Since 2015, 246 people have been killed in France in a wave of jihadi terrorism. While Salafi terrorists were responsible for many of these attacks, Shia Islamists were involved as well, some notable instances of which link directly back to Iran. For example, in June 2018, two civilians planning on attacking a prominent Iranian opposition group, the National Council of Resistance of Iran (NCRI), in Villepinte, Paris were arrested in Brussels with 500 grams of explosives, which they later admitted was provided to them by Assadollah Assadi, a diplomat at the Iranian embassy in Vienna. In February 2021, a Belgian court convicted Assadi of planning the attack and sentenced him to twenty years in prison. The Iranian regime later denied its involvement, calling the bomb plot an NCRI “false flag” operation. Iran told France’s ambassador that it “strongly protested against the French support of activities of the [NCRI] terrorist organization.” The French ministry denied this allegation.

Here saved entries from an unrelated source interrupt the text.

#[cfg(test)]
mod tests {
    use super::*;
    use crate::core::rect::Rect;
    use crate::map::storage::MemoryStorage;
    use crate::map::tile::{DependencyRef, Tile};
    use crate::map::tiles::{Conveyor, Gate, TileKind};
    use crate::map::world::MapConfig;
    use proptest::prelude::*;

    fn p(x: i32, y: i32) -> Point {
        Point::new(x, y)
    }

    fn request(seed: u8) -> ConnectRequest {
        ConnectRequest {
            player_id: PlayerId::new([seed; 16]),
            display_name: format!("player{}", seed),
        }
    }

    /// Two chunks of path with a spawn area along the top row.
    async fn new_server() -> GameServer<MemoryStorage> {
        new_server_with(ServerConfig {
            bind_addr: SocketAddr::from(([127, 0, 0, 1], 0)),
            ..Default::default()
        })
        .await
    }

    async fn new_server_with(config: ServerConfig) -> GameServer<MemoryStorage> {
        let map = Map::open(Arc::new(MemoryStorage::new()), MapConfig::default()).await.unwrap();
        for position in Rect::from_size(p(0, 0), 16, 8).points() {
            map.place_template(position, Tile::new(TileKind::Path), 0).await;
        }
        map.set_spawn_area(0, Rect::from_size(p(0, 0), 4, 1)).await;
        GameServer::new(config, Arc::new(map))
    }

    async fn entities_of(server: &GameServer<MemoryStorage>, player: PlayerId) -> usize {
        let mut count = 0;
        for position in Rect::from_size(p(0, 0), 16, 8).points() {
            if server.map().get(position).await.tile.entity().and_then(Entity::player_id) == Some(player) {
                count += 1;
            }
        }
        count
    }

    fn step(from: VersionedPoint, to: VersionedPoint) -> MoveRequest {
        MoveRequest { source: from, target: to, affected: vec![from, to] }
    }

    #[test]
    fn test_server_config_default() {
        let config = ServerConfig::default();
        assert_eq!(config.max_connections, 1000);
        assert_eq!(config.bind_addr.port(), 8080);
        assert!(config.storage_dir.is_none());
    }

    #[test]
    fn test_find_conflicts() {
        let server = [VersionedPoint::new(p(0, 0), 5), VersionedPoint::new(p(1, 0), 5)];

        assert!(find_conflicts(&server, &server).unwrap().is_empty());

        // One behind is enough, even if the rest match
        let client = [VersionedPoint::new(p(0, 0), 5), VersionedPoint::new(p(1, 0), 4)];
        assert_eq!(find_conflicts(&server, &client).unwrap(), vec![p(1, 0)]);

        // Positions on one side only
        let client = [VersionedPoint::new(p(0, 0), 5), VersionedPoint::new(p(2, 0), 5)];
        assert_eq!(find_conflicts(&server, &client).unwrap(), vec![p(1, 0), p(2, 0)]);

        let client = [VersionedPoint::new(p(0, 0), 6), VersionedPoint::new(p(1, 0), 5)];
        assert!(matches!(
            find_conflicts(&server, &client),
            Err(GameServerError::ClientAhead { client: 6, server: 5, .. })
        ));
    }

    proptest! {
        #[test]
        fn prop_any_stale_version_conflicts(
            versions in prop::collection::vec(1u64..1000, 1..16),
            stale in any::<prop::sample::Index>(),
        ) {
            let server: Vec<_> = versions
                .iter()
                .enumerate()
                .map(|(i, v)| VersionedPoint::new(p(i as i32, 0), *v))
                .collect();
            let mut client = server.clone();
            let i = stale.index(client.len());
            client[i].version -= 1;

            prop_assert_eq!(find_conflicts(&server, &client).unwrap(), vec![server[i].position]);
        }
    }

    #[tokio::test]
    async fn test_server_creation() {
        let server = new_server().await;
        assert_eq!(server.connection_count().await, 0);
        assert_eq!(server.pending_follow_ups().await, 0);
        server.shutdown();
    }

    #[tokio::test]
    async fn test_connect_spawns_and_rejects_duplicates() {
        let server = new_server().await;
        let (result, _rx) = server.connect(request(1)).await.unwrap();
        assert!(result.success);
        assert_eq!(result.spawn_position, Some(p(0, 0)));

        let (second, _rx2) = server.connect(request(2)).await.unwrap();
        assert_eq!(second.spawn_position, Some(p(1, 0)));
        assert_eq!(server.connection_count().await, 2);

        assert!(matches!(
            server.connect(request(1)).await,
            Err(GameServerError::AlreadyConnected(_))
        ));
    }

    #[tokio::test(flavor = "multi_thread", worker_threads = 2)]
    async fn test_concurrent_connects_spawn_once() {
        let server = new_server().await;
        let (a, b) = tokio::join!(server.connect(request(5)), server.connect(request(5)));

        assert_eq!(a.is_ok() as usize + b.is_ok() as usize, 1);
        assert!(matches!(a.err().or(b.err()), Some(GameServerError::AlreadyConnected(_))));
        assert_eq!(entities_of(&server, PlayerId::new([5; 16])).await, 1);
        assert_eq!(server.connection_count().await, 1);
    }

    #[tokio::test]
    async fn test_failed_spawn_releases_player() {
        let map = Map::open(Arc::new(MemoryStorage::new()), MapConfig::default()).await.unwrap();
        let server = GameServer::new(ServerConfig::default(), Arc::new(map));

        for _ in 0..2 {
            assert!(matches!(server.connect(request(1)).await, Err(GameServerError::SpawnFailed)));
        }
        assert!(server.connections().by_player(PlayerId::new([1; 16])).await.is_none());
    }

    #[tokio::test]
    async fn test_reconnect_at_last_position() {
        let server = new_server().await;
        let (result, _rx) = server.connect(request(1)).await.unwrap();
        let id = result.connection_id.unwrap();

        let source = VersionedPoint::new(p(0, 0), server.map().get(p(0, 0)).await.version);
        let target = VersionedPoint::new(p(0, 1), server.map().get(p(0, 1)).await.version);
        let response = server.move_entity(id, step(source, target)).await.unwrap();
        assert!(matches!(response, MoveResponse::Success { version: Some(_) }));

        server.disconnect(id).await.unwrap();
        assert!(!server.map().get(p(0, 1)).await.tile.is_occupied());

        let (result, _rx) = server.connect(request(1)).await.unwrap();
        assert_eq!(result.spawn_position, Some(p(0, 1)));
    }

    #[tokio::test]
    async fn test_invalid_move_rejected() {
        let server = new_server().await;
        let (result, _rx) = server.connect(request(1)).await.unwrap();
        let id = result.connection_id.unwrap();

        let source = VersionedPoint::new(p(0, 0), 0);
        let target = VersionedPoint::new(p(2, 0), 0);
        assert!(matches!(
            server.move_entity(id, step(source, target)).await,
            Err(GameServerError::InvalidMove { .. })
        ));
        assert!(matches!(
            server.move_entity(99, step(source, target)).await,
            Err(GameServerError::UnknownConnection(99))
        ));
    }

    #[tokio::test]
    async fn test_stale_move_faulted() {
        let server = new_server().await;
        let (result, _rx) = server.connect(request(1)).await.unwrap();
        let id = result.connection_id.unwrap();

        let current = server.map().get(p(0, 0)).await.version;
        let target_version = server.map().get(p(0, 1)).await.version;
        let source = VersionedPoint::new(p(0, 0), current - 1);
        let target = VersionedPoint::new(p(0, 1), target_version);

        match server.move_entity(id, step(source, target)).await.unwrap() {
            MoveResponse::Faulted { chunks } => {
                assert_eq!(chunks.len(), 1);
                assert_eq!(chunks[0].index, ChunkIndex::new(0, 0));
                assert_eq!(chunks[0].chunk.get(p(0, 0)).version, current);
            }
            other => panic!("Expected fault, got {:?}", other),
        }
        // Nothing committed
        assert!(server.map().get(p(0, 0)).await.tile.is_occupied());
    }

    #[tokio::test]
    async fn test_broadcast_only_to_subscribers() {
        let server = new_server().await;
        let (a, mut a_rx) = server.connect(request(1)).await.unwrap();
        let (b, mut b_rx) = server.connect(request(2)).await.unwrap();
        let (c, mut c_rx) = server.connect(request(3)).await.unwrap();
        let (a, b, c) = (a.connection_id.unwrap(), b.connection_id.unwrap(), c.connection_id.unwrap());

        server.load_chunk(a, ChunkIndex::new(0, 0)).await.unwrap();
        server.load_chunk(b, ChunkIndex::new(0, 0)).await.unwrap();
        server.load_chunk(c, ChunkIndex::new(1, 0)).await.unwrap();

        let source = VersionedPoint::new(p(0, 0), server.map().get(p(0, 0)).await.version);
        let target = VersionedPoint::new(p(0, 1), server.map().get(p(0, 1)).await.version);
        let response = server.move_entity(a, step(source, target)).await.unwrap();
        let MoveResponse::Success { version: Some(version) } = response else {
            panic!("Expected success, got {:?}", response);
        };

        let push = b_rx.try_recv().unwrap();
        assert_eq!(push.updates.len(), 2);
        assert!(push.updates.iter().all(|(_, info)| info.version == version));

        // The mover applied it already; the other chunk's subscriber never hears of it
        assert!(a_rx.try_recv().is_err());
        assert!(c_rx.try_recv().is_err());
    }

    #[tokio::test]
    async fn test_unload_chunk_stops_pushes() {
        let server = new_server().await;
        let (a, _a_rx) = server.connect(request(1)).await.unwrap();
        let (b, mut b_rx) = server.connect(request(2)).await.unwrap();
        let (a, b) = (a.connection_id.unwrap(), b.connection_id.unwrap());

        server.load_chunk(b, ChunkIndex::new(0, 0)).await.unwrap();
        server.unload_chunk(b, ChunkIndex::new(0, 0)).await.unwrap();
        assert!(!server.connections().is_watched(ChunkIndex::new(0, 0)).await);

        let source = VersionedPoint::new(p(0, 0), server.map().get(p(0, 0)).await.version);
        let target = VersionedPoint::new(p(0, 1), server.map().get(p(0, 1)).await.version);
        server.move_entity(a, step(source, target)).await.unwrap();
        assert!(b_rx.try_recv().is_err());
    }

    #[tokio::test]
    async fn test_follow_up_runs_when_due() {
        let server = new_server().await;
        server
            .map()
            .place_template(p(0, 1), Tile::new(TileKind::Conveyor(Conveyor::new(Point::DOWN))), 0)
            .await;
        let (a, _a_rx) = server.connect(request(1)).await.unwrap();
        let (b, mut b_rx) = server.connect(request(2)).await.unwrap();
        let (a, b) = (a.connection_id.unwrap(), b.connection_id.unwrap());
        server.load_chunk(b, ChunkIndex::new(0, 0)).await.unwrap();

        let source = VersionedPoint::new(p(0, 0), server.map().get(p(0, 0)).await.version);
        let target = VersionedPoint::new(p(0, 1), server.map().get(p(0, 1)).await.version);
        server.move_entity(a, step(source, target)).await.unwrap();
        assert_eq!(server.pending_follow_ups().await, 1);
        b_rx.try_recv().unwrap();

        assert_eq!(server.run_follow_ups_due(Instant::now()).await, 0);
        let later = Instant::now() + Duration::from_secs(5);
        assert_eq!(server.run_follow_ups_due(later).await, 1);

        assert!(server.map().get(p(0, 2)).await.tile.is_occupied());
        let push = b_rx.try_recv().unwrap();
        assert!(push.updates.iter().any(|(position, _)| *position == p(0, 2)));
    }

    #[tokio::test]
    async fn test_failed_follow_up_does_not_drop_batch() {
        let config = MapConfig { propagation_budget: 3, ..Default::default() };
        let map = Map::open(Arc::new(MemoryStorage::new()), config).await.unwrap();
        for position in Rect::from_size(p(0, 0), 8, 4).points() {
            map.place_template(position, Tile::new(TileKind::Path), 0).await;
        }
        let belt = Tile::new(TileKind::Conveyor(Conveyor::new(Point::RIGHT))).compose(Entity::Crate);
        map.place_template(p(1, 0), belt.clone(), 0).await;
        map.place_template(p(6, 3), belt, 0).await;
        // Three dependents on the first belt's target push its walk past the budget
        for x in 2..5 {
            let gate = Gate::new(vec![DependencyRef::Absolute { at: p(2, 0) }]);
            map.place_template(p(x, 1), Tile::new(TileKind::Gate(gate)), 0).await;
        }
        let server = GameServer::new(ServerConfig::default(), Arc::new(map));

        let now = Instant::now();
        {
            let mut scheduler = server.scheduler.lock().await;
            scheduler.schedule(p(1, 0), Duration::ZERO, now);
            scheduler.schedule(p(6, 3), Duration::ZERO, now);
        }

        assert_eq!(server.run_follow_ups_due(now).await, 1);
        assert_eq!(server.pending_follow_ups().await, 0);
        assert!(server.map().get(p(1, 0)).await.tile.is_occupied());
        assert!(server.map().get(p(7, 3)).await.tile.is_occupied());
    }

    #[tokio::test]
    async fn test_lagged_connection_resynced_with_chunks() {
        let server = new_server_with(ServerConfig { push_buffer: 1, ..Default::default() }).await;
        let (a, _a_rx) = server.connect(request(1)).await.unwrap();
        let (b, mut b_rx) = server.connect(request(2)).await.unwrap();
        let (a, b) = (a.connection_id.unwrap(), b.connection_id.unwrap());
        server.load_chunk(b, ChunkIndex::new(0, 0)).await.unwrap();

        for (from, to) in [(p(0, 0), p(0, 1)), (p(0, 1), p(0, 2))] {
            let source = VersionedPoint::new(from, server.map().get(from).await.version);
            let target = VersionedPoint::new(to, server.map().get(to).await.version);
            let response = server.move_entity(a, step(source, target)).await.unwrap();
            assert!(matches!(response, MoveResponse::Success { version: Some(_) }));
        }

        let watcher = server.connections().get(b).await.unwrap();
        assert!(watcher.is_lagged());
        // No room yet
        assert_eq!(server.resync_lagged().await, 0);

        let first = b_rx.recv().await.unwrap();
        assert!(first.snapshots.is_empty());
        assert_eq!(server.resync_lagged().await, 1);
        assert!(!watcher.is_lagged());

        let resync = b_rx.recv().await.unwrap();
        assert_eq!(resync.snapshots.len(), 1);
        assert_eq!(resync.snapshots[0].index, ChunkIndex::new(0, 0));
        assert_eq!(resync.snapshots[0].chunk.get(p(0, 2)), &server.map().get(p(0, 2)).await);
        assert!(!resync.snapshots[0].chunk.get(p(0, 1)).tile.is_occupied());
    }

    #[tokio::test]
    async fn test_disconnect_despawns() {
        let server = new_server().await;
        let (a, _a_rx) = server.connect(request(1)).await.unwrap();
        let (b, mut b_rx) = server.connect(request(2)).await.unwrap();
        let (a, b) = (a.connection_id.unwrap(), b.connection_id.unwrap());
        server.load_chunk(b, ChunkIndex::new(0, 0)).await.unwrap();

        server.disconnect(a).await.unwrap();
        assert!(!server.map().get(p(0, 0)).await.tile.is_occupied());
        assert_eq!(server.connection_count().await, 1);
        assert!(b_rx.try_recv().is_ok());
        assert!(matches!(server.disconnect(a).await, Err(GameServerError::UnknownConnection(_))));
    }
}
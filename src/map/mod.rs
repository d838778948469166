//! Map Engine
//!
//! Chunked tile storage, dependency propagation and the transactional move
//! protocol. Shared by the authoritative server and the optimistic client.

pub mod chunk;
pub mod dependency;
pub mod events;
pub mod loader;
pub mod storage;
pub mod tile;
pub mod tiles;
pub mod transaction;
pub mod world;

pub use chunk::{Chunk, ChunkIndex, CHUNK_SIZE};
pub use dependency::{DependencyError, DependencyWalk, MapDependencyTable, Visit};
pub use events::{Actor, GameEvent, Initiator};
pub use loader::{ChunkLoader, LoadOutcome};
pub use storage::{ChunkStorage, FileStorage, MapMetadata, MemoryStorage, StorageError};
pub use tile::{DependencyRef, Entity, PlayerId, RegionId, Tile, TileBehavior, TileInfo, TileMetadata};
pub use tiles::TileKind;
pub use transaction::{CommitSummary, ScheduledFollowUp, Transaction, TransactionChain, VersionedPoint};
pub use world::{Map, MapConfig, MapError};
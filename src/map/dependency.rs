//! Tile Dependencies
//!
//! Directed graph between positions: an edge `dependent -> target` means
//! the dependent's derived state must be recomputed whenever the target
//! changes. Both directions are indexed.
//!
//! [`DependencyWalk`] is the propagation worklist. The caller drives it,
//! which keeps every suspension point in the map orchestrator.

use std::collections::{BTreeMap, BTreeSet, VecDeque};

use crate::core::point::Point;
use crate::map::tile::{Tile, TileBehavior};
use crate::map::tiles::TileKind;

/// Dependency errors.
#[derive(Debug, Clone, PartialEq, Eq, thiserror::Error)]
pub enum DependencyError {
    /// A tile declared a dependency on its own position.
    #[error("Tile at {0} depends on itself")]
    SelfDependency(Point),

    /// The edge would close a cycle.
    #[error("Dependency {dependent} -> {target} would close a cycle")]
    Cycle {
        /// Depending position.
        dependent: Point,
        /// Position depended on.
        target: Point,
    },

    /// Propagation did not settle.
    #[error("Dependency propagation exceeded {iterations} iterations")]
    BudgetExceeded {
        /// Visits performed.
        iterations: usize,
    },
}

/// Bidirectional dependency index.
#[derive(Debug, Default)]
pub struct MapDependencyTable {
    /// dependent -> targets
    dependencies: BTreeMap<Point, BTreeSet<Point>>,
    /// target -> dependents
    dependents: BTreeMap<Point, BTreeSet<Point>>,
}

impl MapDependencyTable {
    /// Create an empty table.
    pub fn new() -> Self {
        Self::default()
    }

    /// Record that `dependent` must be revisited when `target` changes.
    ///
    /// Rejects self edges and any edge that would close a cycle.
    pub fn add(&mut self, dependent: Point, target: Point) -> Result<(), DependencyError> {
        if dependent == target {
            return Err(DependencyError::SelfDependency(dependent));
        }
        if self.depends_on(dependent, target) {
            return Ok(());
        }
        if self.reaches(target, dependent) {
            return Err(DependencyError::Cycle { dependent, target });
        }

        self.dependencies.entry(dependent).or_default().insert(target);
        self.dependents.entry(target).or_default().insert(dependent);
        Ok(())
    }

    /// Remove an edge. Returns false if it did not exist.
    pub fn remove(&mut self, dependent: Point, target: Point) -> bool {
        let removed = remove_edge(&mut self.dependencies, dependent, target);
        if removed {
            remove_edge(&mut self.dependents, target, dependent);
        }
        removed
    }

    /// Register every dependency `tile` declares at `position`.
    ///
    /// All or nothing: on error no edge of this tile is left behind.
    pub fn add_dependencies_of(&mut self, tile: &Tile, position: Point) -> Result<(), DependencyError> {
        let mut added = Vec::new();
        for target in declared_targets(tile.kind(), position) {
            if self.depends_on(position, target) {
                continue;
            }
            if let Err(e) = self.add(position, target) {
                for target in added {
                    self.remove(position, target);
                }
                return Err(e);
            }
            added.push(target);
        }
        Ok(())
    }

    /// Remove every dependency `tile` declares at `position`.
    pub fn remove_dependencies_of(&mut self, tile: &Tile, position: Point) {
        for target in declared_targets(tile.kind(), position) {
            self.remove(position, target);
        }
    }

    /// Direct edge check.
    pub fn depends_on(&self, dependent: Point, target: Point) -> bool {
        self.dependencies
            .get(&dependent)
            .is_some_and(|targets| targets.contains(&target))
    }

    /// Positions that depend on `target`.
    pub fn dependents_of(&self, target: Point) -> impl Iterator<Item = Point> + '_ {
        self.dependents.get(&target).into_iter().flatten().copied()
    }

    /// Positions `dependent` depends on.
    pub fn dependencies_of(&self, dependent: Point) -> impl Iterator<Item = Point> + '_ {
        self.dependencies.get(&dependent).into_iter().flatten().copied()
    }

    /// Number of edges.
    pub fn len(&self) -> usize {
        self.dependencies.values().map(BTreeSet::len).sum()
    }

    /// Check if there are no edges.
    pub fn is_empty(&self) -> bool {
        self.dependencies.is_empty()
    }

    /// True if `from` transitively depends on `to`.
    fn reaches(&self, from: Point, to: Point) -> bool {
        self.find_dependency(from, |p| p == to)
    }

    /// Depth-first search over the dependencies of `from` (excluding itself).
    fn find_dependency(&self, from: Point, mut hit: impl FnMut(Point) -> bool) -> bool {
        let mut stack = vec![from];
        let mut seen = BTreeSet::new();
        while let Some(p) = stack.pop() {
            for next in self.dependencies_of(p) {
                if hit(next) {
                    return true;
                }
                if seen.insert(next) {
                    stack.push(next);
                }
            }
        }
        false
    }
}

fn remove_edge(index: &mut BTreeMap<Point, BTreeSet<Point>>, from: Point, to: Point) -> bool {
    let Some(set) = index.get_mut(&from) else {
        return false;
    };
    let removed = set.remove(&to);
    if set.is_empty() {
        index.remove(&from);
    }
    removed
}

fn declared_targets(kind: &TileKind, position: Point) -> Vec<Point> {
    kind.dependencies()
        .into_iter()
        .map(|dependency| dependency.resolve(position))
        .collect()
}

// =============================================================================
// PROPAGATION
// =============================================================================

/// What a visit did to its position.
#[derive(Clone, Copy, Debug, PartialEq, Eq)]
pub enum Visit {
    /// Value changed: revisit its dependents.
    Changed,
    /// Nothing to propagate from here.
    Unchanged,
    /// Abort the whole walk.
    Terminate,
}

/// Worklist propagation over a [`MapDependencyTable`].
///
/// ```ignore
/// let mut walk = DependencyWalk::new(changed, budget);
/// while let Some(p) = walk.next(&table)? {
///     let visit = revisit(p).await;
///     walk.report(p, visit, &table);
/// }
/// ```
#[derive(Debug)]
pub struct DependencyWalk {
    pending: VecDeque<Point>,
    visited: Vec<Point>,
    seen: BTreeSet<Point>,
    iterations: usize,
    budget: usize,
    terminated: bool,
}

impl DependencyWalk {
    /// Start a walk from `initial`.
    pub fn new(initial: impl IntoIterator<Item = Point>, budget: usize) -> Self {
        let mut walk = Self {
            pending: VecDeque::new(),
            visited: Vec::new(),
            seen: BTreeSet::new(),
            iterations: 0,
            budget,
            terminated: false,
        };
        for p in initial {
            walk.enqueue(p);
        }
        walk
    }

    fn enqueue(&mut self, p: Point) {
        if !self.pending.contains(&p) {
            self.pending.push_back(p);
        }
    }

    /// Next position to visit.
    ///
    /// Prefers the oldest pending position none of whose transitive
    /// dependencies are pending, so targets settle before dependents.
    pub fn next(&mut self, table: &MapDependencyTable) -> Result<Option<Point>, DependencyError> {
        if self.pending.is_empty() {
            return Ok(None);
        }

        self.iterations += 1;
        if self.iterations > self.budget {
            return Err(DependencyError::BudgetExceeded { iterations: self.iterations - 1 });
        }

        let slot = self
            .pending
            .iter()
            .position(|p| !table.find_dependency(*p, |d| self.pending.contains(&d)))
            .unwrap_or(0);
        Ok(self.pending.remove(slot))
    }

    /// Report the result of visiting `position`.
    pub fn report(&mut self, position: Point, visit: Visit, table: &MapDependencyTable) {
        if self.seen.insert(position) {
            self.visited.push(position);
        }
        match visit {
            Visit::Changed => {
                for dependent in table.dependents_of(position) {
                    self.enqueue(dependent);
                }
            }
            Visit::Unchanged => {}
            Visit::Terminate => {
                self.pending.clear();
                self.terminated = true;
            }
        }
    }

    /// Every visited position, first visit order.
    pub fn visited(&self) -> &[Point] {
        &self.visited
    }

    /// Check if a visit aborted the walk.
    pub fn was_terminated(&self) -> bool {
        self.terminated
    }

    /// Visits performed so far.
    pub fn iterations(&self) -> usize {
        self.iterations
    }
}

The French government has begun to address the threat of Shia terrorism emanating from Iran-linked cultural institutions in France within a framework of diminishing the influence of extreme ideologies. Since Iranian propaganda is revolutionary in nature, it poses a threat to the French government and its citizens. Therefore, the French government has adopted a number of measures to crack-down on and in some cases shutter the organizations responsible for spreading revolutionary ideas and inspiring acts of violence in their name. For example, French authorities raided and shuttered the Zahra Center for its connection to radical Islamic terrorism. France may also be watching other institutions, such as the Al-Ghadir Association and the Imam Khoei Foundation, for similar activity owing to their connection with Iran, notwithstanding the latter’s privileges at the UN, or its benign claim to be defending multiculturalism and promoting the integration of Muslims into society.
Zahra Center: Founded in northern France in the town of Grande-Synthe in 2009 by Yahia Gouasmi, Sheikh Jamel Tahiri, and Khalid Abdelkrim, the Zahra Center and its affiliated associations—the Shia Federation of France and Tele France Marianne—aims to disseminate the message of Islam as it was interpreted by Khomeini through various mediums. Gousami was born in Algeria, studied religion in Lebanon, and formed an anti-Zionist party in France. He makes no attempt to hide his connections with the Iranian regime; he speaks out in support of Lebanese Hezbollah and Khomeini’s doctrine.
In 2018, on the same day French authorities announced they were seizing assets belonging to Iran’s intelligence service and two Iranian nationals in connection with the 2018 Paris bomb plot, 200 French police officers conducted a pre-dawn raid on the headquarters of the Zahra Center as part of an effort to prevent radical Islamic terrorism. The officers acted on intelligence that the organization was providing logistics support for Iranian-backed terrorism across the European continent. They discovered a cache of illegal weapons, and 11 members were arrested in connection with Iranian terror cells. The coincidence of the announcement and the raid seemed to indicate that the Zahra Center was involved in the bomb plot, and multiple reports indeed confirm that this was the case. The Alma Research and Education Center details the Zahra center’s connection to the attack; while the International Institute for Counterterrorism notes that the French authorities confirmed that the raid was connected with the bomb plot. Mossad, the Israeli intelligence service, helped foil the plot working with Germany, France, and Belgium. In 2019, France shut the center down because of its support for armed jihadism and Hezbollah. Ahlul Bayt News Agency expressed its opposition to the French government’s decision to close down the center, along with others used for the purpose of radicalizing the Shia population. Nevertheless, its directors continued to disseminate propaganda on social media. Gousami, for example, received 80000 views for a single video on YouTube. Then in September 2020, French authorities arrested him, along with other ex-directors of the shuttered organization, for continuing to direct its operations.
The Association Al-Ghadir (AAG): AAG has the attention and ideological backing of high-ranking clerics within the Shia sect, including Ayatollah Ali al-Sistani, one of the most widely emulated figures in Iraq. Sistani adheres to a different interpretation of the Quran than Khomeini did—he believes that Shia clerics should not be heavily involved in political affairs; whereas Khomeini proposed the doctrine of velayat e-faqih, wherein one cleric, vested with all religious and political authority, rules over the state. But Sistani’s representative, Jawad Al-Sharistani, reportedly maintains close ties with both Hezbollah and Iran. He traveled to Paris in 2016 to meet with faculty and students of the schools associated with AAG.